Making music with others has defined most of her musical journey to date.

“I have always played piano in a supportive role in the many bands and ensembles I’ve worked with.

“I had done my undergraduate studies in Music in UCC but spent more time making fun, partying my undergraduate degree years away, that unsurprisingly I failed.”

Victoria Keating and Aine O'Gorman. Picture: Pat Dunne High Resolution
Victoria Keating and Aine O'Gorman. Picture: Pat Dunne High Resolution

When she re-engaged with education, Aine was 26 years old.

“I went back to UCC as a mature student and met Vicky (Victoria Keating) who was 10 years older than me. 

"We were instantly drawn to each other, both as creatives and as friends, and have been best friends since. We always laugh at the idea that we were supposed to be ‘mature students’. We were probably the least mature of the whole year!” she adds with a laugh.

“While in UCC, performance was part of the course and Vicky and I set up a little group, with Jamie Kelly, and ultimately from the many different permutations of that group, Vicky, Jamie and Aine ended up in a band called From The Forest with Declan Sinnott and Martin Leahy.”

When that dissolved in 2019, Aine released her first solo single. Brigid will be her fifth. All her songs have a dark beauty.

Vicky and Aine are long-time collaborators and co-wrote The Poor Ground in 2020, a very powerful song about the Mother and Baby home in Tuam which Christy Moore describes as “beautiful, horrific, the beauty holds me there as the horror unfolds... a tour de force.”

While Brigid is a brand-new release, it was actually conceived last year as part of Creative Bandon’s Brigid Festival.

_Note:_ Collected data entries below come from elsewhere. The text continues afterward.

//! sqlx-backed Postgres connections
//!
//! Opens single `PgConnection`s for the pool and turns `PgRow`s into JSON
//! rows. Errors are classified here, at the driver boundary.

use async_trait::async_trait;
use serde_json::Value;
use sqlx::postgres::{PgArguments, PgConnectOptions, PgConnection, PgRow};
use sqlx::query::Query;
use sqlx::types::chrono::{DateTime, NaiveDate, NaiveDateTime, Utc};
use sqlx::types::{Decimal, JsonValue, Uuid};
use sqlx::{Column, Connection as _, Postgres, Row as _, TypeInfo};

use crate::connection::{Connection, Connector};
use crate::error::{DbError, Result};
use crate::value::{Row, SqlType, SqlValue};

/// Opens Postgres connections from fixed connect options
#[derive(Debug, Clone)]
pub struct PgConnector {
    options: PgConnectOptions,
}

impl PgConnector {
    pub fn new(options: PgConnectOptions) -> Self {
        Self { options }
    }

    pub fn options(&self) -> &PgConnectOptions {
        &self.options
    }
}

#[async_trait]
impl Connector for PgConnector {
    async fn connect(&self) -> Result<Box<dyn Connection>> {
        let conn = PgConnection::connect_with(&self.options).await?;
        Ok(Box::new(PgConn {
            inner: conn,
            broken: false,
        }))
    }
}

struct PgConn {
    inner: PgConnection,
    broken: bool,
}

impl PgConn {
    fn observe(&mut self, err: sqlx::Error) -> DbError {
        let err = DbError::from(err);
        if err.is_transient() {
            self.broken = true;
        }
        err
    }
}

#[async_trait]
impl Connection for PgConn {
    async fn query(&mut self, sql: &str, params: &[SqlValue]) -> Result<Vec<Row>> {
        let query = params.iter().fold(sqlx::query(sql), bind_param);
        match query.fetch_all(&mut self.inner).await {
            Ok(rows) => rows.iter().map(decode_row).collect(),
            Err(err) => Err(self.observe(err)),
        }
    }

    async fn ping(&mut self) -> Result<()> {
        match self.inner.ping().await {
            Ok(()) => Ok(()),
            Err(err) => {
                // a failed ping means the session is unusable whatever the cause
                self.broken = true;
                Err(DbError::from(err))
            }
        }
    }

    fn is_broken(&self) -> bool {
        self.broken
    }

    async fn close(self: Box<Self>) {
        if let Err(err) = self.inner.close().await {
            tracing::debug!(error = %err, "error while closing connection");
        }
    }
}

fn bind_param<'q>(
    query: Query<'q, Postgres, PgArguments>,
    value: &SqlValue,
) -> Query<'q, Postgres, PgArguments> {
    match value {
        SqlValue::Null(SqlType::Bool) => query.bind(None::<bool>),
        SqlValue::Null(SqlType::Int) => query.bind(None::<i64>),
        SqlValue::Null(SqlType::Float) => query.bind(None::<f64>),
        SqlValue::Null(SqlType::Text) => query.bind(None::<String>),
        SqlValue::Bool(v) => query.bind(*v),
        SqlValue::Int(v) => query.bind(*v),
        SqlValue::Float(v) => query.bind(*v),
        SqlValue::Text(v) => query.bind(v.clone()),
    }
}

fn decode_row(row: &PgRow) -> Result<Row> {
    let mut out = Row::new();
    for column in row.columns() {
        let value = decode_column(row, column.ordinal(), column.type_info().name())?;
        out.insert(column.name().to_owned(), value);
    }
    Ok(out)
}

/// Decode one column by its Postgres type name.
///
/// NUMERIC becomes a string so no precision is lost; date/time types become
/// ISO-8601 strings. Types without a mapping decode as null.
fn decode_column(row: &PgRow, idx: usize, type_name: &str) -> Result<Value> {
    let value = match type_name {
        "BOOL" => row.try_get::<Option<bool>, _>(idx)?.map(Value::from),
        "INT2" => row.try_get::<Option<i16>, _>(idx)?.map(Value::from),
        "INT4" => row.try_get::<Option<i32>, _>(idx)?.map(Value::from),
        "INT8" => row.try_get::<Option<i64>, _>(idx)?.map(Value::from),
        "FLOAT4" => row
            .try_get::<Option<f32>, _>(idx)?
            .map(|v| Value::from(f64::from(v))),
        "FLOAT8" => row.try_get::<Option<f64>, _>(idx)?.map(Value::from),
        "NUMERIC" => row
            .try_get::<Option<Decimal>, _>(idx)?
            .map(|v| Value::String(v.to_string())),
        "TEXT" | "VARCHAR" | "BPCHAR" | "NAME" => {
            row.try_get::<Option<String>, _>(idx)?.map(Value::from)
        }
        "TIMESTAMP" => row
            .try_get::<Option<NaiveDateTime>, _>(idx)?
            .map(|v| Value::String(v.format("%Y-%m-%dT%H:%M:%S%.f").to_string())),
        "TIMESTAMPTZ" => row
            .try_get::<Option<DateTime<Utc>>, _>(idx)?
            .map(|v| Value::String(v.to_rfc3339())),
        "DATE" => row
            .try_get::<Option<NaiveDate>, _>(idx)?
            .map(|v| Value::String(v.to_string())),
        "UUID" => row
            .try_get::<Option<Uuid>, _>(idx)?
            .map(|v| Value::String(v.to_string())),
        "JSON" | "JSONB" => row.try_get::<Option<JsonValue>, _>(idx)?,
        other => {
            tracing::debug!(column = idx, type_name = other, "no JSON mapping for column type");
            None
        }
    };
    Ok(value.unwrap_or(Value::Null))
}

#[cfg(test)]
mod tests {
    use std::sync::Arc;

    use super::*;
    use crate::{Pool, PoolConfig, QueryExecutor};

    // Run with: DATABASE_URL=postgres://... cargo test -p gcms-db -- --ignored

    fn connector() -> PgConnector {
        let url = std::env::var("DATABASE_URL").expect("DATABASE_URL required");
        PgConnector::new(url.parse().expect("invalid DATABASE_URL"))
    }

    #[tokio::test]
    #[ignore = "requires database"]
    async fn decodes_common_types() {
        let pool = Pool::new(PoolConfig::default(), Arc::new(connector()));
        let executor = QueryExecutor::new(pool);

        let row = executor
            .fetch_one(
                "SELECT 1::int4 AS i, 12.50::numeric(10,2) AS amount, 'x'::varchar AS s, \
                 NULL::text AS missing, DATE '2024-03-01' AS d, $1::int8 AS bound",
                &[SqlValue::Int(42)],
            )
            .await
            .expect("query failed");

        assert_eq!(row["i"], Value::from(1));
        assert_eq!(row["amount"], Value::from("12.50"));
        assert_eq!(row["s"], Value::from("x"));
        assert_eq!(row["missing"], Value::Null);
        assert_eq!(row["d"], Value::from("2024-03-01"));
        assert_eq!(row["bound"], Value::from(42));
    }

    #[tokio::test]
    #[ignore = "requires database"]
    async fn typed_nulls_fit_integer_and_numeric_columns() {
        let pool = Pool::new(PoolConfig::default().with_max_connections(1), Arc::new(connector()));
        let mut conn = pool.acquire().await.expect("acquire failed");

        conn.query(
            "CREATE TEMP TABLE owners (plot_id INTEGER, amount NUMERIC(10,2), name TEXT)",
            &[],
        )
        .await
        .expect("create failed");
        conn.query(
            "INSERT INTO owners (plot_id, amount, name) VALUES ($1, $2, $3)",
            &[
                SqlValue::from(None::<i32>),
                SqlValue::from(None::<f64>),
                SqlValue::from(None::<String>),
            ],
        )
        .await
        .expect("insert of nulls failed");

        let rows = conn
            .query("SELECT plot_id, amount, name FROM owners", &[])
            .await
            .expect("select failed");
        assert_eq!(rows.len(), 1);
        assert_eq!(rows[0]["plot_id"], Value::Null);
        assert_eq!(rows[0]["amount"], Value::Null);
        assert_eq!(rows[0]["name"], Value::Null);
    }

    #[tokio::test]
    #[ignore = "requires database"]
    async fn unique_violation_is_fatal() {
        let pool = Pool::new(PoolConfig::default().with_max_connections(1), Arc::new(connector()));
        let mut conn = pool.acquire().await.expect("acquire failed");

        conn.query("CREATE TEMP TABLE dup (k int PRIMARY KEY)", &[]).await.expect("create failed");
        conn.query("INSERT INTO dup VALUES (1)", &[]).await.expect("insert failed");
        let err = conn
            .query("INSERT INTO dup VALUES (1)", &[])
            .await
            .expect_err("duplicate insert must fail");

        assert!(!err.is_transient());
        assert_eq!(err.code(), Some("23505"));
    }
}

“Marguerite McQuaid of Creative Bandon is the driving force for the arts in the town, and commissioned us to write something for the festival. In typical fashion, we only wrote the lyrics to the song on the actual day itself. So, we hadn’t quite finished it when we first performed it.”

While music feeds her soul, as a single mum to 12-year-old Rowan, Aine is ever mindful of the need to also feed the body. She retrained as an SNA teacher pre-Covid, in order to secure a full-time job and a stable income to ultimately buy her own home.

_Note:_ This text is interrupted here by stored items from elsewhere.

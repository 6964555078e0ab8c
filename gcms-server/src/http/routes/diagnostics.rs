//! Liveness and database diagnostics

use std::sync::Arc;

use axum::extract::State;
use axum::{routing::get, Json, Router};
use serde_json::{json, Map, Value};

use crate::http::error::ApiError;
use crate::http::server::AppState;

/// GET /api/test
async fn server_test() -> Json<Value> {
    Json(json!({ "success": true, "message": "Server is running!" }))
}

/// GET /api/test-db - one round-trip through the executor
async fn database_test(State(state): State<Arc<AppState>>) -> Result<Json<Value>, ApiError> {
    let row = state
        .executor
        .fetch_one("SELECT NOW() AS current_time", &[])
        .await?;

    Ok(Json(json!({
        "success": true,
        "message": "Database connected successfully!",
        "timestamp": row.get("current_time").cloned().unwrap_or(Value::Null),
    })))
}

/// GET /api/verify-db - table existence and row counts
async fn verify_database(State(state): State<Arc<AppState>>) -> Result<Json<Value>, ApiError> {
    let report = state.provisioner.verify_schema().await?;

    let mut tables = Map::new();
    for table in &report.tables {
        let mut status = json!({ "exists": table.exists });
        if let Some(count) = table.record_count {
            status["recordCount"] = count.into();
        }
        if let Some(error) = &table.error {
            status["error"] = error.clone().into();
        }
        tables.insert(table.name.clone(), status);
    }

    Ok(Json(json!({
        "success": true,
        "message": "Database verification complete",
        "database": report.database,
        "user": report.user,
        "version": report.version,
        "tables": tables,
        "summary": report.summary,
    })))
}

pub fn router() -> Router<Arc<AppState>> {
    Router::new()
        .route("/test", get(server_test))
        .route("/test-db", get(database_test))
        .route("/verify-db", get(verify_database))
}
//! Resilient query execution
//!
//! [`QueryExecutor`] is the single path from request handlers to the
//! database. It retries transient connection failures with linear backoff
//! and surfaces everything else on the first attempt.

use std::time::Duration;

use tokio::time::Instant;
use tracing::{info, warn};

use crate::error::{DbError, Result};
use crate::pool::Pool;
use crate::value::{QueryResult, Row, SqlValue};

/// Retry bound and backoff for transient failures
#[derive(Debug, Clone, PartialEq, Eq)]
pub struct RetryPolicy {
    /// Total attempts, including the first
    pub max_attempts: u32,
    /// Attempt `n` waits `n * base_delay` before attempt `n + 1`
    pub base_delay: Duration,
    /// Optional wall-clock budget; a retry whose backoff would cross it is
    /// not started
    pub deadline: Option<Duration>,
}

impl Default for RetryPolicy {
    fn default() -> Self {
        Self {
            max_attempts: 3,
            base_delay: Duration::from_secs(1),
            deadline: None,
        }
    }
}

impl RetryPolicy {
    pub fn with_max_attempts(mut self, attempts: u32) -> Self {
        self.max_attempts = attempts;
        self
    }

    pub fn with_base_delay(mut self, delay: Duration) -> Self {
        self.base_delay = delay;
        self
    }

    pub fn with_deadline(mut self, deadline: Option<Duration>) -> Self {
        self.deadline = deadline;
        self
    }

    /// Delay after failed attempt `attempt` (1-based)
    pub fn backoff(&self, attempt: u32) -> Duration {
        self.base_delay.saturating_mul(attempt)
    }
}

/// Runs statements against the pool with retry on transient errors
#[derive(Debug, Clone)]
pub struct QueryExecutor {
    pool: Pool,
    policy: RetryPolicy,
}

impl QueryExecutor {
    pub fn new(pool: Pool) -> Self {
        Self::with_policy(pool, RetryPolicy::default())
    }

    pub fn with_policy(pool: Pool, policy: RetryPolicy) -> Self {
        Self { pool, policy }
    }

    pub fn pool(&self) -> &Pool {
        &self.pool
    }

    pub fn policy(&self) -> &RetryPolicy {
        &self.policy
    }

    /// Execute one statement.
    ///
    /// Transient errors (from acquiring a connection or from the query) are
    /// retried up to `max_attempts`; the connection that failed is evicted so
    /// the retry runs on a fresh one. Any other error, including
    /// [`DbError::AcquisitionTimeout`], is returned immediately. When retries
    /// run out the last transient error is returned as-is.
    pub async fn execute(&self, sql: &str, params: &[SqlValue]) -> Result<QueryResult> {
        let started = Instant::now();
        let max_attempts = self.policy.max_attempts.max(1);
        let mut attempt = 1;

        loop {
            let err = match self.attempt(sql, params).await {
                Ok(rows) => {
                    return Ok(QueryResult {
                        rows,
                        attempts: attempt,
                    })
                }
                Err(err) => err,
            };

            warn!(
                attempt,
                max_attempts,
                transient = err.is_transient(),
                error = %err,
                "query attempt failed"
            );

            if !err.is_transient() || attempt >= max_attempts {
                return Err(err);
            }

            let delay = self.policy.backoff(attempt);
            if let Some(deadline) = self.policy.deadline {
                if started.elapsed() + delay > deadline {
                    warn!(
                        attempt,
                        deadline_ms = deadline.as_millis() as u64,
                        "retry deadline reached, giving up"
                    );
                    return Err(err);
                }
            }

            info!(delay_ms = delay.as_millis() as u64, "retrying query");
            tokio::time::sleep(delay).await;
            attempt += 1;
        }
    }

    async fn attempt(&self, sql: &str, params: &[SqlValue]) -> Result<Vec<Row>> {
        let mut conn = self.pool.acquire().await?;
        conn.query(sql, params).await
    }

    /// Execute and return the first row, failing when there is none.
    pub async fn fetch_one(&self, sql: &str, params: &[SqlValue]) -> Result<Row> {
        self.fetch_optional(sql, params)
            .await?
            .ok_or_else(|| DbError::fatal("query returned no rows"))
    }

    /// Execute and return the first row, if any.
    pub async fn fetch_optional(&self, sql: &str, params: &[SqlValue]) -> Result<Option<Row>> {
        let result = self.execute(sql, params).await?;
        Ok(result.into_rows().into_iter().next())
    }
}

#[cfg(test)]
mod tests {
    use super::*;

    #[test]
    fn linear_backoff() {
        let policy = RetryPolicy::default();
        assert_eq!(policy.backoff(1), Duration::from_secs(1));
        assert_eq!(policy.backoff(2), Duration::from_secs(2));
    }

    #[test]
    fn policy_builder() {
        let policy = RetryPolicy::default()
            .with_max_attempts(5)
            .with_base_delay(Duration::from_millis(10))
            .with_deadline(Some(Duration::from_secs(1)));
        assert_eq!(policy.max_attempts, 5);
        assert_eq!(policy.backoff(3), Duration::from_millis(30));
        assert_eq!(policy.deadline, Some(Duration::from_secs(1)));
    }
}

“My son has music on both sides of his family. His paternal grandfather is a very respected musician who played with The Lynch Mob band. His dad is a musician too.

“Rowan resisted doing anything in music that could be compared to the rest of his family and has recently forged his own path in traditional music (something none of us has done) and plays banjo.”

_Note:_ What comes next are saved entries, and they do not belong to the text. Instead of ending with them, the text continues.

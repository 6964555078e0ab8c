//! gcms-server: HTTP shell for the gcms backend
//!
//! Wires configuration to the `gcms-db` pool and exposes health,
//! diagnostics, schema provisioning and login over axum.

pub mod config;
pub mod database;
pub mod http;

pub use config::{AppConfig, ConfigError, DatabaseConfig, Environment, ServerConfig};
pub use database::build_pool;
pub use http::{build_router, run_server, ApiError, AppState, ServerError};
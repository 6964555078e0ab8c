//! Login endpoint

use std::sync::Arc;

use axum::extract::State;
use axum::{routing::post, Json, Router};
use gcms_db::{Row, SqlValue};
use serde::{Deserialize, Serialize};
use serde_json::Value;

use crate::http::error::ApiError;
use crate::http::extractors::JsonBody;
use crate::http::server::AppState;

const FIND_USER_SQL: &str = "SELECT user_id, user_name, user_type, org_id, plot_id, resident_id \
     FROM users_login WHERE user_name = $1 AND password = $2";

const TOUCH_LAST_LOGIN_SQL: &str =
    "UPDATE users_login SET last_login = CURRENT_TIMESTAMP WHERE user_id = $1";

#[derive(Debug, Deserialize)]
pub struct LoginRequest {
    #[serde(default)]
    pub username: Option<String>,
    #[serde(default)]
    pub password: Option<String>,
}

#[derive(Debug, Serialize, PartialEq)]
#[serde(rename_all = "camelCase")]
pub struct LoginUser {
    pub id: Value,
    pub username: Value,
    #[serde(rename = "type")]
    pub user_type: Value,
    pub org_id: Value,
    pub plot_id: Value,
    pub resident_id: Value,
}

impl From<Row> for LoginUser {
    fn from(mut row: Row) -> Self {
        let mut take = |column: &str| row.remove(column).unwrap_or(Value::Null);
        Self {
            id: take("user_id"),
            username: take("user_name"),
            user_type: take("user_type"),
            org_id: take("org_id"),
            plot_id: take("plot_id"),
            resident_id: take("resident_id"),
        }
    }
}

#[derive(Debug, Serialize)]
pub struct LoginResponse {
    pub success: bool,
    pub user: LoginUser,
}

fn required(value: Option<String>) -> Option<String> {
    value.filter(|v| !v.trim().is_empty())
}

/// POST /api/login
async fn login(
    State(state): State<Arc<AppState>>,
    JsonBody(req): JsonBody<LoginRequest>,
) -> Result<Json<LoginResponse>, ApiError> {
    let (Some(username), Some(password)) = (required(req.username), required(req.password)) else {
        return Err(ApiError::bad_request("Username and password are required"));
    };

    let found = state
        .executor
        .fetch_optional(
            FIND_USER_SQL,
            &[SqlValue::from(username.as_str()), SqlValue::from(password)],
        )
        .await?;

    let Some(row) = found else {
        tracing::info!(%username, "login rejected");
        return Err(ApiError::InvalidCredentials);
    };
    let user = LoginUser::from(row);

    if let Some(id) = user.id.as_i64() {
        state
            .executor
            .execute(TOUCH_LAST_LOGIN_SQL, &[SqlValue::Int(id)])
            .await?;
    }
    tracing::info!(%username, "login succeeded");

    Ok(Json(LoginResponse {
        success: true,
        user,
    }))
}

pub fn router() -> Router<Arc<AppState>> {
    Router::new().route("/login", post(login))
}

#[cfg(test)]
mod tests {
    use serde_json::json;

    use super::*;

    #[test]
    fn maps_columns_to_camel_case() {
        let row = match json!({
            "user_id": 2,
            "user_name": "ravi_k",
            "user_type": "owner",
            "org_id": 1,
            "plot_id": 1,
            "resident_id": 1
        }) {
            Value::Object(map) => map,
            _ => unreachable!(),
        };

        let rendered = serde_json::to_value(LoginUser::from(row)).unwrap();
        assert_eq!(
            rendered,
            json!({
                "id": 2,
                "username": "ravi_k",
                "type": "owner",
                "orgId": 1,
                "plotId": 1,
                "residentId": 1
            })
        );
    }

    #[test]
    fn blank_fields_are_missing() {
        assert_eq!(required(Some("  ".into())), None);
        assert_eq!(required(Some("admin".into())), Some("admin".into()));
    }
}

Speaking about her talented son brings many emotions to the surface, not least of which is the sheer terror at the prospect of their impending move out of the rental home in which they have lived for all of Rowan’s life.

“The owner is selling the house so we have to find somewhere to live.”

She wants to buy a house for her and her son, but as teaching has not returned to pre-Covid levels, Aine has not been able to find a full-time job.

“I cannot afford to pay the rents being asked, which have doubled since we have moved here. And while I could actually pay a mortgage right now, without a full time job, I can’t get financed to buy a house.”

So, they have to move on.

“There is a pervasive sense of shame associated with this. We should not have to feel shame or anger. Our anger should be directed at government for their lack of engagement with the outrageous problem of eviction and homelessness. Being without a root-structure has a massive knock-on impact on everyone’s mental wellbeing.”

Despite the rocky path ahead for Aine, one suspects that music will be the salve that will keep all joy in full view.

Brigid by Aine O’Gormon and Victoria Keating will be released to radio stations and online streaming platforms today. It will also feature on Victoria’s FB live page, Little Rooms Big Music, which runs every Friday evening. Aine O’Gormon and Victoria Keating will perform at UCC’s Aula Maxima on February 3 at 1.10pm, as part of the Fuaim lunchtime concert series.